In 2000, self-parking cars began to emerge, showing the potential for a completely autonomous car.  In 2009, the feature entered the mass market, as major car manufacturers offered cars that could parallel park themselves.  The advancement continued, and in 2013 major car companies such as Ford, Mercedes Benz, BMW, and Tesla worked on self-driving car technologies.  Even though the idea of a self-driving car can be exciting, there is always a level of risk associated with new technology. The first autonomous car fatality occurred in Florida when a self-driving car hit another human driven vehicle.  The self-driving car failed to apply the brakes in time after the vehicles turned in front of it, and the impact resulted in a fatality.  When human mortality is involved, major steps must be taken to prevent future injury or death.

The deaths involving autonomous vehicles have led to a nation-wide review of current laws in this area.  Before autonomous vehicles, only laws regarding human drivers existed.  With the advancement of car technology towards autonomous cars, the laws for such technology were struggling to keep up. California did, however, expand its testing rules which requires a remote operator be able to control the vehicle. California’s Department of Motor Vehicles requires a safety driver to be able to take control of the autonomous car, preventing the car from being truly autonomous.  In 2018, California laws appeared to hinder truly autonomous driving, but car manufacturers were still able to develop and test their cars in Arizona at that time.  Arizona had no laws regulating this technology, yet.  However, no car manufacturer took advantage of the state at the time because developers wanted to convince themselves, along with the public, that the technology for autonomous cars was safe and reliable in all conditions.  They wanted to show that autonomous car technology would eventually be safer than human drivers.

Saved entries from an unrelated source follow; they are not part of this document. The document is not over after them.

//! Per-language import statement extraction and on-disk resolution.
//!
//! Each language has its own notion of what an import "points at" --
//! Python's dotted module paths, Rust's `crate`/`super`/`self` paths, Go's
//! import-path-as-directory convention, Java's package-as-directory
//! convention, and JS/TS's relative-or-bare specifiers. Resolution never
//! touches the network or a package manager: it only looks for files that
//! already exist under the project root.

use std::path::{Path, PathBuf};

use faultline_core::types::{Confidence, Import, Language};
use regex::Regex;
use std::sync::OnceLock;

/// Extracts and resolves every import statement in `source`, which lives at
/// `file_path` (relative to `root`).
pub fn resolve_imports(language: Language, root: &Path, file_path: &Path, source: &str) -> Vec<Import> {
    let raw = match language {
        Language::Python => extract_python(source),
        Language::Javascript | Language::Typescript => extract_js(source),
        Language::Go => extract_go(source),
        Language::Rust => extract_rust(source),
        Language::Java => extract_java(source),
        Language::Unknown => Vec::new(),
    };

    raw.into_iter()
        .map(|text| resolve_one(language, root, file_path, &text))
        .collect()
}

fn resolve_one(language: Language, root: &Path, file_path: &Path, import_text: &str) -> Import {
    let candidates = match language {
        Language::Python => python_candidates(root, file_path, import_text),
        Language::Javascript | Language::Typescript => js_candidates(root, file_path, import_text),
        Language::Go => go_candidates(root, import_text),
        Language::Rust => rust_candidates(root, file_path, import_text),
        Language::Java => java_candidates(root, import_text),
        Language::Unknown => Vec::new(),
    };

    let existing: Vec<PathBuf> = candidates.into_iter().filter(|p| p.is_file()).collect();
    let (resolved_target, confidence) = match existing.len() {
        0 => (None, Confidence::Unresolved),
        1 => (
            Some(existing[0].to_string_lossy().to_string()),
            Confidence::Certain,
        ),
        _ => (
            Some(existing[0].to_string_lossy().to_string()),
            Confidence::Heuristic,
        ),
    };

    Import {
        source_file: file_path.to_string_lossy().to_string(),
        import_text: import_text.to_string(),
        resolved_target,
        confidence,
    }
}

// --- extraction ---------------------------------------------------------

fn python_re() -> &'static Regex {
    static RE: OnceLock<Regex> = OnceLock::new();
    RE.get_or_init(|| {
        Regex::new(r"(?m)^\s*(?:from\s+([.\w]+)\s+import\s+[\w, *()\n]+|import\s+([.\w, ]+))").unwrap()
    })
}

fn extract_python(source: &str) -> Vec<String> {
    python_re()
        .captures_iter(source)
        .filter_map(|c| c.get(1).or_else(|| c.get(2)))
        .flat_map(|m| m.as_str().split(',').map(|s| s.trim().to_string()))
        .filter(|s| !s.is_empty())
        .collect()
}

fn js_re() -> &'static Regex {
    static RE: OnceLock<Regex> = OnceLock::new();
    RE.get_or_init(|| {
        Regex::new(r#"(?:import\s+(?:[^'"]*\sfrom\s+)?|require\()\s*['"]([^'"]+)['"]"#).unwrap()
    })
}

fn extract_js(source: &str) -> Vec<String> {
    js_re()
        .captures_iter(source)
        .filter_map(|c| c.get(1).map(|m| m.as_str().to_string()))
        .collect()
}

fn go_re() -> &'static Regex {
    static RE: OnceLock<Regex> = OnceLock::new();
    RE.get_or_init(|| Regex::new(r#""([\w./\-]+)""#).unwrap())
}

fn extract_go(source: &str) -> Vec<String> {
    let mut out = Vec::new();
    let mut in_block = false;
    for line in source.lines() {
        let trimmed = line.trim();
        if let Some(rest) = trimmed.strip_prefix("import ") {
            if rest.trim_start().starts_with('(') {
                in_block = true;
                continue;
            }
            if let Some(cap) = go_re().captures(rest) {
                out.push(cap[1].to_string());
            }
            continue;
        }
        if in_block {
            if trimmed.starts_with(')') {
                in_block = false;
                continue;
            }
            if let Some(cap) = go_re().captures(trimmed) {
                out.push(cap[1].to_string());
            }
        }
    }
    out
}

fn rust_re() -> &'static Regex {
    static RE: OnceLock<Regex> = OnceLock::new();
    RE.get_or_init(|| Regex::new(r"(?m)^\s*use\s+([\w:{}, *]+?)\s*;").unwrap())
}

fn extract_rust(source: &str) -> Vec<String> {
    rust_re()
        .captures_iter(source)
        .map(|c| c[1].trim().to_string())
        .collect()
}

fn java_re() -> &'static Regex {
    static RE: OnceLock<Regex> = OnceLock::new();
    RE.get_or_init(|| Regex::new(r"(?m)^\s*import\s+(?:static\s+)?([\w.]+(?:\.\*)?)\s*;").unwrap())
}

fn extract_java(source: &str) -> Vec<String> {
    java_re().captures_iter(source).map(|c| c[1].to_string()).collect()
}

// --- resolution ----------------------------------------------------------

fn python_candidates(root: &Path, file_path: &Path, import_text: &str) -> Vec<PathBuf> {
    let leading_dots = import_text.chars().take_while(|&c| c == '.').count();
    let rest = &import_text[leading_dots..];
    let segments: Vec<&str> = rest.split('.').filter(|s| !s.is_empty()).collect();

    let base = if leading_dots > 0 {
        let mut dir = file_path.parent().unwrap_or(Path::new("")).to_path_buf();
        for _ in 1..leading_dots {
            dir = dir.parent().unwrap_or(Path::new("")).to_path_buf();
        }
        root.join(dir)
    } else {
        root.to_path_buf()
    };

    let module_path = segments.iter().fold(base.clone(), |acc, seg| acc.join(seg));
    vec![
        module_path.with_extension("py"),
        module_path.join("__init__.py"),
    ]
}

fn js_candidates(root: &Path, file_path: &Path, import_text: &str) -> Vec<PathBuf> {
    if !(import_text.starts_with('.') || import_text.starts_with('/')) {
        return Vec::new();
    }
    let base = if import_text.starts_with('/') {
        root.to_path_buf()
    } else {
        file_path.parent().unwrap_or(Path::new("")).to_path_buf()
    };
    let joined = root.join(normalize(&base.join(import_text.trim_start_matches('/'))));
    let exts = ["ts", "tsx", "js", "jsx", "mjs", "json"];
    let mut out: Vec<PathBuf> = exts.iter().map(|e| joined.with_extension(e)).collect();
    out.extend(exts.iter().map(|e| joined.join(format!("index.{e}"))));
    out.push(joined);
    out
}

fn go_candidates(root: &Path, import_text: &str) -> Vec<PathBuf> {
    // Only the last path segment is used to probe a project-local package
    // directory; third-party module paths (anything with a dotted host,
    // e.g. "github.com/...") are left unresolved.
    if import_text.splitn(2, '/').next().is_some_and(|h| h.contains('.')) {
        return Vec::new();
    }
    vec![root.join(import_text)]
}

fn rust_candidates(root: &Path, file_path: &Path, import_text: &str) -> Vec<PathBuf> {
    let path_part = import_text.split("::{").next().unwrap_or(import_text);
    let segments: Vec<&str> = path_part.split("::").filter(|s| !s.is_empty()).collect();
    let Some((&head, tail)) = segments.split_first() else {
        return Vec::new();
    };

    let base = match head {
        "crate" => root.join("src"),
        "self" => file_path.parent().unwrap_or(Path::new("")).to_path_buf(),
        "super" => file_path
            .parent()
            .and_then(Path::parent)
            .unwrap_or(Path::new(""))
            .to_path_buf(),
        _ => return Vec::new(), // external crate
    };

    let full_path = tail.iter().fold(base.clone(), |acc, seg| acc.join(seg));
    let mut candidates = vec![full_path.with_extension("rs"), full_path.join("mod.rs")];

    // The last segment of a `use` path is often the imported item, not a
    // module file -- also try the path with that segment dropped.
    if tail.len() > 1 {
        let module_path = tail[..tail.len() - 1].iter().fold(base, |acc, seg| acc.join(seg));
        candidates.push(module_path.with_extension("rs"));
        candidates.push(module_path.join("mod.rs"));
    }
    candidates
}

fn java_candidates(root: &Path, import_text: &str) -> Vec<PathBuf> {
    let text = import_text.trim_end_matches(".*");
    let rel: PathBuf = text.split('.').collect();
    vec![
        root.join("src/main/java").join(&rel).with_extension("java"),
        root.join(&rel).with_extension("java"),
    ]
}

fn normalize(path: &Path) -> PathBuf {
    let mut out = PathBuf::new();
    for component in path.components() {
        match component {
            std::path::Component::ParentDir => {
                out.pop();
            }
            std::path::Component::CurDir => {}
            other => out.push(other),
        }
    }
    out
}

As technology continues to develop at an accelerated rate, the laws have been gradually introduced.  In 2012, many states considered legislation regarding autonomous vehicles.  Due to the proliferation of this technology, the legislatures were forced to shift gears and consider new rules and regulations to promote innovative safety standards, which relate to safety testing involving autonomous cars.  Current laws that govern autonomous cars can be very complex, but no state made the use of the cars illegal.  Completely autonomous cars are available today, and many state legislatures are still catching up to enact and enforce safety regulations to keep up with this advancement.  States that have laws regarding autonomous cars are not consistent with each other, and users of the cars must be aware of each state’s manuals, codes, and handbooks. The U.S. Department of Transportation has yet to enact a nationwide policy regarding self-driving cars.

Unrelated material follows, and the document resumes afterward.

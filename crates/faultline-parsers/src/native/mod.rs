//! Native-AST symbol extraction, used where the source language's own
//! standard library exposes a parser. Python is the only such language
//! currently recognized; every other language falls back to tree-sitter.

pub mod python;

Forecasts indicate that over the next decade, autonomous cars will become almost as common as cruise control is today.  There could be over 21 million autonomous cars in the United States alone. Creating effective policies or regulations to control autonomous cars is a challenge, and in 2018 the House of Representatives passed autonomous vehicle legislation H.R. 3388 to create a uniform standard.  As legislatures struggle to keep up with regulating autonomous cars, even more innovative technology could be developing.  As no one is truly sure how the car landscape will develop down the road, it is unclear on how the car industry and the regulations of the roads will be affected in the near future.